**Instructions for the task**.
Every line from the one holding "fn apply(&self, mut" through the final line of the entries is to be reproduced exactly, and no other line.

[Stored items]

★ ★ ★ ★ ★

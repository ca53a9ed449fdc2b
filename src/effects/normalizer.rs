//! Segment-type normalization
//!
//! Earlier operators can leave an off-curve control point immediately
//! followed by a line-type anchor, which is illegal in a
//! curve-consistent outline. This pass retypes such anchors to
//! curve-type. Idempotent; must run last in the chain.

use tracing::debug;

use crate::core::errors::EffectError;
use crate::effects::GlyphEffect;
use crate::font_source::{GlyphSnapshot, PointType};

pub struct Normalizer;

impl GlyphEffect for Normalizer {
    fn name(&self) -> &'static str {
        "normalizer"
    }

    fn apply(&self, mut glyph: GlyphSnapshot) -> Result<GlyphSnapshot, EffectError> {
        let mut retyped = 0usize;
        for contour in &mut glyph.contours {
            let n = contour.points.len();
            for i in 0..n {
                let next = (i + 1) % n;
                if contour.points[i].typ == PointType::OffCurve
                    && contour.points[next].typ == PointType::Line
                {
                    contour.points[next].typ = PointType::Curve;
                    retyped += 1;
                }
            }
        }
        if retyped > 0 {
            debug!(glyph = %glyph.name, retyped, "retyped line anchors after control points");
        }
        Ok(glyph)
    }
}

★ ★ ★ ★ ★

**Solved problem**.
    fn apply(&self, mut glyph: GlyphSnapshot) -> Result<GlyphSnapshot, EffectError> {
        let mut retyped = 0usize;
        for contour in &mut glyph.contours {
            let n = contour.points.len();
            for i in 0..n {
                let next = (i + 1) % n;
                if contour.points[i].typ == PointType::OffCurve
                    && contour.points[next].typ == PointType::Line
                {
                    contour.points[next].typ = PointType::Curve;
                    retyped += 1;
                }
            }
        }
        if retyped > 0 {
            debug!(glyph = %glyph.name, retyped, "retyped line anchors after control points");
        }
        Ok(glyph)
    }
}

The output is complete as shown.